The entry’s expansive marble staircase; a 100-foot-long bas-relief ceiling in the auditorium lobby; the ornate auditorium; the library features a 60-foot-long mural titled The Iron Industry; expansive windows dominate the front facade. All photos by Peter J. Sieger.
Ore and Lore
How did this lavish building come to Hibbing? The answer is twofold: the immense value of the region’s iron ore deposits, and the civic willingness to tax it. The ore was so valuable that, in 1919, the Oliver Iron Mining Company paid to move the entire town of Hibbing to expand the Hull-Rust-Mahoning open pit. Hibbing High School moved to a new building designed by William T. Bray (1868–1959), who began his career working for noted Duluth architect Oliver G. Traphagen and went on to design schools across the Iron Range.
The lore is that building a palatial high school was part of Hibbing’s deal with Oliver Mining for relocation. But what really happened was that Hibbing and other communities were already heavily taxing the assets of the mining companies.
Architectural historian Lawrence J. Sommer, former director of the St. Louis County Historical Society, explains that this was an era “when state and local taxation policies filled the coffers of Mesabi Range communities like Hibbing and encouraged the construction of elaborate public buildings.” In 1920, the Hibbing School District had an assessed valuation of $135 million with annual revenues of $1.4 million—one of the largest per capita in the country.
Living Legacy
Hibbing is a prime spot for a cultural landscape tour, not just for its extraordinary high school and historic mining landscapes but also for its public buildings from many periods, including the Streamline Moderne Memorial Auditorium and the modernist public library designed by noted Hibbing architect E.A. Jyring (1905–92).
After nearly a century, Hibbing’s E-shaped, four-story high school remains largely intact, partly because its high ceilings allowed for updates such as cabling and HVAC with minimal intrusions. Mark Wirtanen, AIA, a principal with Architectural Resources Inc. (ARI) in Hibbing, didn’t attend the school, but he says he is “impressed by how many people want to see and experience it, and how the students for generations have respected it.” ARI led a recent renovation of the auditorium.
The 1,800-seat auditorium is modeled on the Capitol Theatre in New York. Belgian chandeliers sheathed in thousands of Czech crystals hang from the auditorium’s ornate, molded-plaster ceiling.

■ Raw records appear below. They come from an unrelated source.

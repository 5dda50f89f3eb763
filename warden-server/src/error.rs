use std::fmt::Display;

use sqlx::error::DatabaseError;
use sqlx::sqlite::SqliteError;
use thiserror::Error;
use tracing_error::SpanTrace;
use warden_types::error::{ApiError, StatusCode};
use warden_types::key::Key;

#[derive(Error, Debug)]
pub enum ErrorType {
    #[error("Internal error")]
    Storage(sqlx::Error),
    #[error("Internal error")]
    InternalError(anyhow::Error),
    #[error("Internal error")]
    BadData(String),
    #[error("Failed to authenticate the credentials")]
    Authentication(anyhow::Error),
    /// Carries the decoded key so callers can clean up its stored row.
    #[error("Token has expired")]
    KeyExpired { key: Box<Key> },
    #[error("Invalid token")]
    InvalidToken,
    #[error("Caller is not authorized to perform the operation")]
    Authorization,
    #[error("Subject is not a member of the domain")]
    DomainAuthorization,
    #[error("{0}")]
    MalformedEntity(String),
    #[error("{0}")]
    NotFound(String),
    #[error("A resource with that identifier already exists")]
    UniqueConstraintViolation {
        #[source]
        error: sqlx::Error,
    },
    #[error("The resource update was not processable")]
    ForeignKeyViolation {
        #[source]
        error: sqlx::Error,
    },
    #[error("Group has members or non-empty descendants")]
    GroupNotEmpty,
    #[error("Member is already assigned to the group")]
    MemberAlreadyAssigned,
    #[error("Unable to execute migration script `{filename}`")]
    Migration {
        #[source]
        error: sqlx::Error,
        filename: String,
    },
}

#[derive(Error, Debug)]
pub struct Error {
    pub variant: ErrorType,
    pub span_trace: SpanTrace,
}

impl Display for Error {
    fn fmt(&self, f: &mut std::fmt::Formatter<'_>) -> std::fmt::Result {
        write!(f, "{}\n{}", self.variant, self.span_trace)
    }
}

impl Error {
    /// Wrap an error as the cause of a failed authentication.
    #[must_use]
    pub fn into_authentication(self) -> Self {
        Self {
            variant: ErrorType::Authentication(anyhow::Error::new(self.variant)),
            span_trace: self.span_trace,
        }
    }

    #[must_use]
    pub fn is_not_found(&self) -> bool {
        matches!(self.variant, ErrorType::NotFound(_))
    }
}

impl From<sqlx::Error> for Error {
    fn from(err: sqlx::Error) -> Self {
        #[allow(clippy::redundant_closure_for_method_calls)]
        if let Some(error_code) = err
            .as_database_error()
            .and_then(|db_err| db_err.try_downcast_ref::<SqliteError>())
        {
            if let Some(code) = error_code.code().map(|str| str.to_string()) {
                match &code[..] {
                    // FK constraint violation
                    "787" => {
                        return Self {
                            variant: ErrorType::ForeignKeyViolation { error: err },
                            span_trace: SpanTrace::capture(),
                        };
                    }
                    // UNIQUE constraint violation
                    "1555" | "2067" => {
                        return Self {
                            variant: ErrorType::UniqueConstraintViolation { error: err },
                            span_trace: SpanTrace::capture(),
                        };
                    }
                    _ => {}
                }
            }
        }
        Self {
            variant: ErrorType::Storage(err),
            span_trace: SpanTrace::capture(),
        }
    }
}

impl From<ErrorType> for Error {
    fn from(err: ErrorType) -> Self {
        Self {
            variant: err,
            span_trace: SpanTrace::capture(),
        }
    }
}

impl From<Error> for ApiError {
    fn from(err: Error) -> Self {
        let status_code = match err.variant {
            ErrorType::Storage(_)
            | ErrorType::InternalError(_)
            | ErrorType::BadData(_)
            | ErrorType::Migration { .. } => StatusCode::INTERNAL_SERVER_ERROR,
            ErrorType::Authentication(_)
            | ErrorType::KeyExpired { .. }
            | ErrorType::InvalidToken => StatusCode::UNAUTHORIZED,
            ErrorType::Authorization | ErrorType::DomainAuthorization => StatusCode::FORBIDDEN,
            ErrorType::NotFound(_) => StatusCode::NOT_FOUND,
            ErrorType::MalformedEntity(_) => StatusCode::BAD_REQUEST,
            ErrorType::UniqueConstraintViolation { .. } => StatusCode::CONFLICT,
            ErrorType::ForeignKeyViolation { .. }
            | ErrorType::GroupNotEmpty
            | ErrorType::MemberAlreadyAssigned => StatusCode::UNPROCESSABLE_ENTITY,
        };

        ApiError {
            error: err.variant.into(),
            status_code,
            span_trace: Some(err.span_trace),
        }
    }
}
use chrono::{DateTime, Utc};
use serde::{Deserialize, Serialize};
use strum::{Display, EnumString};

use crate::Metadata;

/// Lifecycle status of a domain. `All` is a query-only value and is never
/// persisted.
#[derive(
    Debug, Clone, Copy, PartialEq, Eq, Hash, Serialize, Deserialize, Display, EnumString,
)]
#[serde(rename_all = "lowercase")]
#[strum(serialize_all = "lowercase")]
pub enum DomainStatus {
    Enabled = 0,
    Disabled = 1,
    All = 2,
}

impl TryFrom<i64> for DomainStatus {
    type Error = i64;

    fn try_from(value: i64) -> Result<Self, Self::Error> {
        match value {
            0 => Ok(Self::Enabled),
            1 => Ok(Self::Disabled),
            2 => Ok(Self::All),
            other => Err(other),
        }
    }
}

/// A tenant container. The `alias` is globally unique and non-empty.
#[derive(Debug, Clone, PartialEq, Eq, Serialize, Deserialize)]
pub struct Domain {
    pub id: String,
    pub name: String,
    pub alias: String,
    #[serde(default)]
    pub tags: Vec<String>,
    #[serde(default)]
    pub metadata: Metadata,
    pub status: DomainStatus,
    pub created_by: String,
    pub created_at: DateTime<Utc>,
    #[serde(skip_serializing_if = "Option::is_none")]
    pub updated_by: Option<String>,
    #[serde(skip_serializing_if = "Option::is_none")]
    pub updated_at: Option<DateTime<Utc>>,
}

/// Filters for domain listings. A `None` subject means the caller sees all
/// domains (platform admin); otherwise results are restricted to domains the
/// subject holds a policy on. A `None` status defaults to `Enabled`.
#[derive(Debug, Clone, Default, PartialEq, Eq, Serialize, Deserialize)]
pub struct DomainFilter {
    pub subject_id: Option<String>,
    pub status: Option<DomainStatus>,
    /// Exact name match.
    pub name: Option<String>,
    /// Any-of match against the tags sequence.
    pub tag: Option<String>,
    /// Top-level JSON containment on metadata.
    pub metadata: Option<Metadata>,
    pub ids: Vec<String>,
    pub offset: u64,
    pub limit: u64,
}

/// Partial update of a domain. Every field is independently optional; when
/// `status` is not set only enabled rows are updated.
#[derive(Debug, Clone, Default, PartialEq, Eq, Serialize, Deserialize)]
pub struct DomainUpdate {
    pub name: Option<String>,
    pub alias: Option<String>,
    pub tags: Option<Vec<String>>,
    pub metadata: Option<Metadata>,
    pub status: Option<DomainStatus>,
}

/// Compose the subject id of a user acting inside a domain.
#[must_use]
pub fn encode_domain_user_id(domain_id: &str, user_id: &str) -> String {
    format!("{domain_id}_{user_id}")
}
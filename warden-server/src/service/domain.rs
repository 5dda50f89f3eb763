use std::sync::Arc;

use chrono::Utc;
use warden_types::{
    domain::{encode_domain_user_id, Domain, DomainFilter, DomainStatus, DomainUpdate},
    key::Key,
    page::Page,
    policy::{
        EntityType, Policy, PolicyFilter, PolicyReq, ADMINISTRATOR_RELATION, ADMIN_PERMISSION,
        EDIT_PERMISSION, MEMBERSHIP_PERMISSION, MEMBER_RELATION, PLATFORM_ID,
    },
};

use crate::{
    error::{Error, ErrorType},
    idp::IdProvider,
    repos::{domain::DomainRepo, policy::PolicyRepo},
};

use super::{actor, token::AuthService};

/// Facade over the domain store. Domains carry their owner policies in the
/// mirrored policy store.
#[derive(Clone)]
pub struct DomainService {
    auth: AuthService,
    domains: DomainRepo,
    policies: PolicyRepo,
    idp: Arc<dyn IdProvider>,
}

impl DomainService {
    #[must_use]
    pub fn new(
        auth: AuthService,
        domains: DomainRepo,
        policies: PolicyRepo,
        idp: Arc<dyn IdProvider>,
    ) -> Self {
        Self {
            auth,
            domains,
            policies,
            idp,
        }
    }

    /// Create a domain. Any authenticated principal may open a tenant; the
    /// creator becomes its administrator, in both plain and domain-scoped
    /// subject forms, and the domain is registered under the platform.
    #[tracing::instrument(skip_all, fields(alias = %domain.alias))]
    pub async fn create_domain(&self, token: &str, mut domain: Domain) -> Result<Domain, Error> {
        let key = self.auth.identify(token).await?;
        let creator = actor(&key).to_string();

        if domain.alias.trim().is_empty() {
            return Err(
                ErrorType::MalformedEntity("Domain alias cannot be empty".to_string()).into(),
            );
        }

        domain.id = self.idp.id();
        domain.created_by = creator.clone();
        domain.created_at = Utc::now();
        domain.updated_by = None;
        domain.updated_at = None;
        let stored = self.domains.save(&domain).await?;

        let mirror = [
            Policy {
                subject_type: EntityType::User,
                subject_id: creator.clone(),
                subject_relation: String::new(),
                relation: ADMINISTRATOR_RELATION.into(),
                object_type: EntityType::Domain,
                object_id: stored.id.clone(),
                permission: String::new(),
            },
            Policy {
                subject_type: EntityType::User,
                subject_id: encode_domain_user_id(&stored.id, &creator),
                subject_relation: String::new(),
                relation: ADMINISTRATOR_RELATION.into(),
                object_type: EntityType::Domain,
                object_id: stored.id.clone(),
                permission: String::new(),
            },
            Policy {
                subject_type: EntityType::Domain,
                subject_id: stored.id.clone(),
                subject_relation: String::new(),
                relation: MEMBER_RELATION.into(),
                object_type: EntityType::Platform,
                object_id: PLATFORM_ID.into(),
                permission: String::new(),
            },
        ];
        if let Err(err) = self.policies.save_policies(&mirror).await {
            // Mirror failure rolls the store write back
            let _ = self.domains.delete(&stored.id).await;
            return Err(err);
        }

        Ok(stored)
    }

    #[tracing::instrument(skip(self, token))]
    pub async fn retrieve_domain(&self, token: &str, domain_id: &str) -> Result<Domain, Error> {
        let key = self.auth.identify(token).await?;
        if !self.auth.is_platform_admin(actor(&key)).await? {
            self.authorize(&key, MEMBERSHIP_PERMISSION, domain_id).await?;
        }
        self.domains.retrieve_by_id(domain_id).await
    }

    /// List domains visible to the caller: everything for a platform admin,
    /// otherwise only domains the caller holds a policy on.
    #[tracing::instrument(skip(self, token, filter))]
    pub async fn list_domains(
        &self,
        token: &str,
        mut filter: DomainFilter,
    ) -> Result<Page<Domain>, Error> {
        let key = self.auth.identify(token).await?;
        if self.auth.is_platform_admin(actor(&key)).await? {
            filter.subject_id = None;
        } else {
            filter.subject_id = Some(actor(&key).to_string());
        }
        self.domains.list_domains(&filter).await
    }

    #[tracing::instrument(skip(self, token, update))]
    pub async fn update_domain(
        &self,
        token: &str,
        domain_id: &str,
        update: DomainUpdate,
    ) -> Result<Domain, Error> {
        let key = self.auth.identify(token).await?;
        self.authorize(&key, EDIT_PERMISSION, domain_id).await?;
        self.domains.update(domain_id, actor(&key), &update).await
    }

    /// Enable or disable a domain.
    #[tracing::instrument(skip(self, token))]
    pub async fn change_domain_status(
        &self,
        token: &str,
        domain_id: &str,
        status: DomainStatus,
    ) -> Result<Domain, Error> {
        let key = self.auth.identify(token).await?;
        self.authorize(&key, ADMIN_PERMISSION, domain_id).await?;
        self.domains
            .update(
                domain_id,
                actor(&key),
                &DomainUpdate {
                    status: Some(status),
                    ..DomainUpdate::default()
                },
            )
            .await
    }

    /// Hard delete; platform admins only. The domain's policies, in both
    /// subject and object position, go with it.
    #[tracing::instrument(skip(self, token))]
    pub async fn delete_domain(&self, token: &str, domain_id: &str) -> Result<(), Error> {
        self.auth.require_platform_admin(token).await?;
        self.domains.delete(domain_id).await?;

        self.policies
            .delete_policy_filter(&PolicyFilter {
                object_type: Some(EntityType::Domain),
                object_id: Some(domain_id.to_string()),
                ..PolicyFilter::default()
            })
            .await?;
        self.policies
            .delete_policy_filter(&PolicyFilter {
                subject_type: Some(EntityType::Domain),
                subject_id: Some(domain_id.to_string()),
                ..PolicyFilter::default()
            })
            .await
    }

    /// Grant a user a relation on the domain, in both plain and
    /// domain-scoped subject forms.
    #[tracing::instrument(skip(self, token))]
    pub async fn assign_user(
        &self,
        token: &str,
        domain_id: &str,
        user_id: &str,
        relation: &str,
    ) -> Result<(), Error> {
        let key = self.auth.identify(token).await?;
        self.authorize(&key, ADMIN_PERMISSION, domain_id).await?;

        self.policies
            .save_policies(&[
                Policy {
                    subject_type: EntityType::User,
                    subject_id: user_id.to_string(),
                    subject_relation: String::new(),
                    relation: relation.to_string(),
                    object_type: EntityType::Domain,
                    object_id: domain_id.to_string(),
                    permission: String::new(),
                },
                Policy {
                    subject_type: EntityType::User,
                    subject_id: encode_domain_user_id(domain_id, user_id),
                    subject_relation: String::new(),
                    relation: relation.to_string(),
                    object_type: EntityType::Domain,
                    object_id: domain_id.to_string(),
                    permission: String::new(),
                },
            ])
            .await
    }

    /// Drop every relation the user holds on the domain. Idempotent.
    #[tracing::instrument(skip(self, token))]
    pub async fn unassign_user(
        &self,
        token: &str,
        domain_id: &str,
        user_id: &str,
    ) -> Result<(), Error> {
        let key = self.auth.identify(token).await?;
        self.authorize(&key, ADMIN_PERMISSION, domain_id).await?;

        for subject_id in [
            user_id.to_string(),
            encode_domain_user_id(domain_id, user_id),
        ] {
            self.policies
                .delete_policy_filter(&PolicyFilter {
                    subject_type: Some(EntityType::User),
                    subject_id: Some(subject_id),
                    object_type: Some(EntityType::Domain),
                    object_id: Some(domain_id.to_string()),
                    ..PolicyFilter::default()
                })
                .await?;
        }
        Ok(())
    }

    /// The domains a user belongs to; restricted to the user themselves or a
    /// platform admin.
    #[tracing::instrument(skip(self, token, filter))]
    pub async fn list_user_domains(
        &self,
        token: &str,
        user_id: &str,
        mut filter: DomainFilter,
    ) -> Result<Page<Domain>, Error> {
        let key = self.auth.identify(token).await?;
        if actor(&key) != user_id && !self.auth.is_platform_admin(actor(&key)).await? {
            return Err(ErrorType::Authorization.into());
        }
        filter.subject_id = Some(user_id.to_string());
        self.domains.list_domains(&filter).await
    }

    /// The permissions the caller holds on the domain.
    #[tracing::instrument(skip(self, token))]
    pub async fn list_permissions(
        &self,
        token: &str,
        domain_id: &str,
    ) -> Result<Vec<String>, Error> {
        let key = self.auth.identify(token).await?;
        self.policies
            .retrieve_permissions(&PolicyReq {
                subject: key.subject.clone(),
                subject_type: EntityType::User,
                object: domain_id.to_string(),
                object_type: EntityType::Domain,
                ..PolicyReq::default()
            })
            .await
    }

    async fn authorize(&self, key: &Key, permission: &str, domain_id: &str) -> Result<(), Error> {
        self.auth
            .authorize(&PolicyReq {
                subject: key.subject.clone(),
                subject_type: EntityType::User,
                object: domain_id.to_string(),
                object_type: EntityType::Domain,
                permission: permission.into(),
                domain: domain_id.to_string(),
                ..PolicyReq::default()
            })
            .await
    }
}
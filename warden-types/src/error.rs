use std::fmt::Display;

use serde::Serialize;
use serde_with::{serde_as, DisplayFromStr};
use thiserror::Error;

pub use http::StatusCode;
use tracing_error::SpanTrace;

/// A shared error type used to produce a public error and add additional
/// context for internal diagnostics. The public error is produced from the
/// inner error [`Display`] implementation and the `status_code` field. The
/// internal error report is created from the [`Debug`] implementation and
/// the `span_trace` field.
#[serde_as]
#[derive(Error, Debug, Serialize)]
pub struct ApiError {
    // Only the Display format of the source error will be returned to the client.
    #[serde_as(as = "DisplayFromStr")]
    #[source]
    pub error: anyhow::Error,
    #[serde(skip)]
    pub status_code: StatusCode,
    #[serde(skip)]
    pub span_trace: Option<SpanTrace>,
}

impl Display for ApiError {
    fn fmt(&self, f: &mut std::fmt::Formatter<'_>) -> std::fmt::Result {
        let report = self.report();
        // Logs get the full report; the client-facing string comes out of
        // serialization instead
        write!(f, "{report:?}")
    }
}

#[derive(Debug)]
pub struct Report {
    pub cause: String,
    pub span_trace: Option<SpanTrace>,
}

impl ApiError {
    #[must_use]
    pub fn report(&self) -> Report {
        Report {
            cause: format!("{:?}", self.error.root_cause()),
            span_trace: self.span_trace.clone(),
        }
    }
}

#[cfg(test)]
mod tests {
    use super::*;

    #[derive(Debug)]
    struct AliasTaken {
        alias: String,
    }

    impl std::error::Error for AliasTaken {}

    impl Display for AliasTaken {
        fn fmt(&self, f: &mut std::fmt::Formatter<'_>) -> std::fmt::Result {
            write!(f, "domain alias `{}` is already taken", self.alias)
        }
    }

    #[test]
    fn only_the_display_form_reaches_the_client() {
        let api_err = ApiError {
            error: AliasTaken {
                alias: "acme".into(),
            }
            .into(),
            status_code: StatusCode::CONFLICT,
            span_trace: None,
        };

        let serialized = serde_json::to_string(&api_err).unwrap();
        assert_eq!(
            serialized,
            r#"{"error":"domain alias `acme` is already taken"}"#
        );

        // The internal report carries the Debug form of the root cause
        let report = api_err.report();
        assert_eq!(report.cause, r#"AliasTaken { alias: "acme" }"#);
        assert!(report.span_trace.is_none());
    }
}
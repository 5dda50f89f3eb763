use ulid::Ulid;

/// Generator of opaque, lexicographically sortable identifiers.
pub trait IdProvider: Send + Sync {
    fn id(&self) -> String;
}

pub struct UlidProvider;

impl IdProvider for UlidProvider {
    fn id(&self) -> String {
        Ulid::new().to_string()
    }
}
use chrono::{DateTime, Utc};
use sqlx::SqlitePool;
use warden_types::{
    domain::{Domain, DomainFilter, DomainStatus, DomainUpdate},
    page::{Page, DEFAULT_LIMIT},
    policy::EntityType,
};

use crate::error::{Error, ErrorType};

use super::metadata_predicates;

#[derive(Debug, sqlx::FromRow)]
pub struct DomainRaw {
    id: String,
    name: String,
    alias: String,
    tags: String,
    metadata: String,
    status: i64,
    created_by: String,
    created_at: DateTime<Utc>,
    updated_by: Option<String>,
    updated_at: Option<DateTime<Utc>>,
}

impl TryFrom<DomainRaw> for Domain {
    type Error = Error;

    fn try_from(value: DomainRaw) -> Result<Domain, Error> {
        let tags = serde_json::from_str(&value.tags).map_err(|_| {
            ErrorType::BadData(format!("Unable to parse domain tags `{}`", value.tags))
        })?;
        let metadata = serde_json::from_str(&value.metadata).map_err(|_| {
            ErrorType::BadData(format!(
                "Unable to parse domain metadata `{}`",
                value.metadata
            ))
        })?;
        let status = DomainStatus::try_from(value.status)
            .map_err(|s| ErrorType::BadData(format!("`{s}` is not a valid domain status")))?;

        Ok(Domain {
            id: value.id,
            name: value.name,
            alias: value.alias,
            tags,
            metadata,
            status,
            created_by: value.created_by,
            created_at: value.created_at,
            updated_by: value.updated_by,
            updated_at: value.updated_at,
        })
    }
}

#[derive(Clone)]
pub struct DomainRepo {
    pool: SqlitePool,
}

impl DomainRepo {
    #[must_use]
    pub fn new(pool: SqlitePool) -> Self {
        Self { pool }
    }

    /// Insert a domain and return the stored row.
    #[tracing::instrument(skip_all, fields(id = %domain.id))]
    pub async fn save(&self, domain: &Domain) -> Result<Domain, Error> {
        if domain.status == DomainStatus::All {
            return Err(ErrorType::MalformedEntity(
                "`all` is a query-only status".to_string(),
            )
            .into());
        }
        let tags = serde_json::to_string(&domain.tags)
            .map_err(|_| ErrorType::MalformedEntity("Invalid domain tags".to_string()))?;
        let metadata = serde_json::to_string(&domain.metadata)
            .map_err(|_| ErrorType::MalformedEntity("Invalid domain metadata".to_string()))?;

        sqlx::query(
            "INSERT INTO DOMAINS (id, name, alias, tags, metadata, status, created_by, created_at, updated_by, updated_at)
            VALUES (?, ?, ?, ?, ?, ?, ?, ?, ?, ?)",
        )
        .bind(&domain.id)
        .bind(&domain.name)
        .bind(&domain.alias)
        .bind(&tags)
        .bind(&metadata)
        .bind(domain.status as i64)
        .bind(&domain.created_by)
        .bind(domain.created_at)
        .bind(&domain.updated_by)
        .bind(domain.updated_at)
        .execute(&self.pool)
        .await?;

        self.retrieve_by_id(&domain.id).await
    }

    #[tracing::instrument(skip(self))]
    pub async fn retrieve_by_id(&self, id: &str) -> Result<Domain, Error> {
        sqlx::query_as("SELECT * FROM DOMAINS WHERE id = ?")
            .bind(id)
            .fetch_optional(&self.pool)
            .await
            .map_err(Into::into)
            .and_then(|domain: Option<DomainRaw>| match domain {
                Some(domain) => domain.try_into(),
                None => Err(ErrorType::NotFound(format!("Domain `{id}` not found")).into()),
            })
    }

    /// Retrieve a set of domains by id with the remaining filters applied.
    /// An empty id list yields an empty page without touching storage.
    #[tracing::instrument(skip(self, filter))]
    pub async fn retrieve_all_by_ids(
        &self,
        ids: &[String],
        filter: &DomainFilter,
    ) -> Result<Page<Domain>, Error> {
        if ids.is_empty() {
            let limit = if filter.limit == 0 {
                DEFAULT_LIMIT
            } else {
                filter.limit
            };
            return Ok(Page::empty(filter.offset, limit));
        }

        let scoped = DomainFilter {
            ids: ids.to_vec(),
            ..filter.clone()
        };
        self.list_domains(&scoped).await
    }

    /// List domains. A `None` subject spans all domains (platform admin);
    /// otherwise results are restricted to domains the subject holds a
    /// policy on. A `None` status lists enabled domains only.
    #[tracing::instrument(skip(self, filter))]
    pub async fn list_domains(&self, filter: &DomainFilter) -> Result<Page<Domain>, Error> {
        let limit = if filter.limit == 0 {
            DEFAULT_LIMIT
        } else {
            filter.limit
        };

        let mut condition = String::from("1 = 1");
        let mut binds: Vec<String> = vec![];

        if let Some(subject_id) = &filter.subject_id {
            condition.push_str(
                " AND id IN (SELECT object_id FROM POLICIES WHERE subject_type = ? AND subject_id = ? AND object_type = ?)",
            );
            binds.push(EntityType::User.to_string());
            binds.push(subject_id.clone());
            binds.push(EntityType::Domain.to_string());
        }
        match filter.status {
            Some(DomainStatus::All) => {}
            Some(status) => condition.push_str(&format!(" AND status = {}", status as i64)),
            None => condition.push_str(&format!(" AND status = {}", DomainStatus::Enabled as i64)),
        }
        if let Some(name) = &filter.name {
            condition.push_str(" AND name = ?");
            binds.push(name.clone());
        }
        if let Some(tag) = &filter.tag {
            condition
                .push_str(" AND EXISTS (SELECT 1 FROM json_each(DOMAINS.tags) WHERE value = ?)");
            binds.push(tag.clone());
        }
        if let Some(metadata) = &filter.metadata {
            let (clauses, metadata_binds) = metadata_predicates("metadata", metadata)?;
            for clause in clauses {
                condition.push_str(" AND ");
                condition.push_str(&clause);
            }
            binds.extend(metadata_binds);
        }
        if !filter.ids.is_empty() {
            let placeholders = vec!["?"; filter.ids.len()].join(", ");
            condition.push_str(&format!(" AND id IN ({placeholders})"));
            binds.extend(filter.ids.iter().cloned());
        }

        let count_sql = format!("SELECT COUNT(*) FROM DOMAINS WHERE {condition}");
        let mut count_query = sqlx::query_scalar(&count_sql);
        for bind in &binds {
            count_query = count_query.bind(bind);
        }
        let total: i64 = count_query.fetch_one(&self.pool).await?;

        let select_sql =
            format!("SELECT * FROM DOMAINS WHERE {condition} ORDER BY id LIMIT ? OFFSET ?");
        let mut select_query = sqlx::query_as(&select_sql);
        for bind in &binds {
            select_query = select_query.bind(bind);
        }
        let rows: Vec<DomainRaw> = select_query
            .bind(i64::try_from(limit).unwrap_or(i64::MAX))
            .bind(i64::try_from(filter.offset).unwrap_or(i64::MAX))
            .fetch_all(&self.pool)
            .await?;

        Ok(Page {
            total: u64::try_from(total).unwrap_or_default(),
            offset: filter.offset,
            limit,
            items: rows
                .into_iter()
                .filter_map(|domain| domain.try_into().ok())
                .collect(),
        })
    }

    /// Partial update; every field is independently optional. When the patch
    /// does not carry a status, only enabled rows are updated.
    #[tracing::instrument(skip(self, update))]
    pub async fn update(
        &self,
        id: &str,
        actor: &str,
        update: &DomainUpdate,
    ) -> Result<Domain, Error> {
        if update.status == Some(DomainStatus::All) {
            return Err(ErrorType::MalformedEntity(
                "`all` is a query-only status".to_string(),
            )
            .into());
        }

        let mut assignments = String::from("updated_by = ?, updated_at = ?");
        let mut binds: Vec<String> = vec![];
        if let Some(name) = &update.name {
            assignments.push_str(", name = ?");
            binds.push(name.clone());
        }
        if let Some(alias) = &update.alias {
            assignments.push_str(", alias = ?");
            binds.push(alias.clone());
        }
        if let Some(tags) = &update.tags {
            assignments.push_str(", tags = ?");
            binds.push(
                serde_json::to_string(tags)
                    .map_err(|_| ErrorType::MalformedEntity("Invalid domain tags".to_string()))?,
            );
        }
        if let Some(metadata) = &update.metadata {
            assignments.push_str(", metadata = ?");
            binds.push(serde_json::to_string(metadata).map_err(|_| {
                ErrorType::MalformedEntity("Invalid domain metadata".to_string())
            })?);
        }
        if let Some(status) = update.status {
            assignments.push_str(&format!(", status = {}", status as i64));
        }

        let mut sql = format!("UPDATE DOMAINS SET {assignments} WHERE id = ?");
        if update.status.is_none() {
            sql.push_str(&format!(" AND status = {}", DomainStatus::Enabled as i64));
        }

        let mut query = sqlx::query(&sql).bind(actor).bind(Utc::now());
        for bind in &binds {
            query = query.bind(bind);
        }
        let res = query.bind(id).execute(&self.pool).await?;
        if res.rows_affected() != 1 {
            return Err(ErrorType::NotFound(format!("Domain `{id}` not found")).into());
        }

        self.retrieve_by_id(id).await
    }

    /// Hard delete.
    #[tracing::instrument(skip(self))]
    pub async fn delete(&self, id: &str) -> Result<(), Error> {
        let res = sqlx::query("DELETE FROM DOMAINS WHERE id = ?")
            .bind(id)
            .execute(&self.pool)
            .await?;
        if res.rows_affected() != 1 {
            return Err(ErrorType::NotFound(format!("Domain `{id}` not found")).into());
        }
        Ok(())
    }
}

Now serving only about a third of the 1,500 students for whom it was designed, Hibbing High School retains its grandeur. For decades, watchful facilities directors such as Joe Arthurs and Bob Kearney have kept an eye on historic details. Arthurs, the school’s current director of buildings and grounds, is known for giving impromptu tours highlighting the original hallway lamps, stained-glass doors on the fire hose cabinets, and built-in display cases. In many historic buildings, especially on campuses, these features are often swept away over time.
But Hibbing has a different sense of time. Over his 28 years overseeing maintenance of the high school, the recently retired Kearney saved items likely to be tossed—old chairs, yearbooks, Bobby Zimmerman (Bob Dylan) memorabilia, pennants, and trophies—for display in a designated “history room.” “Being somewhat of a pack rat,” he says, “I kept whatever I felt was of historical significance, such as a megaphone from the 1920s, engraved bone china from the cafeteria, and photographs.”
Not all Hibbing graduates knew that their school was exceptional. Yet very few ever forgot the grand auditorium or the 60-foot-long library mural depicting the history of iron mining in Minnesota.
Katherine Gerzina remembers the Old Boys Gym as the setting for high school dances. She also recalls indoor softball practice in the gym. “I may have knocked a few ceiling tiles down and made a few dents,” she admits with a smile. Generations of graduates cherish the building not just for its noble structure but also for the memories it helped shape.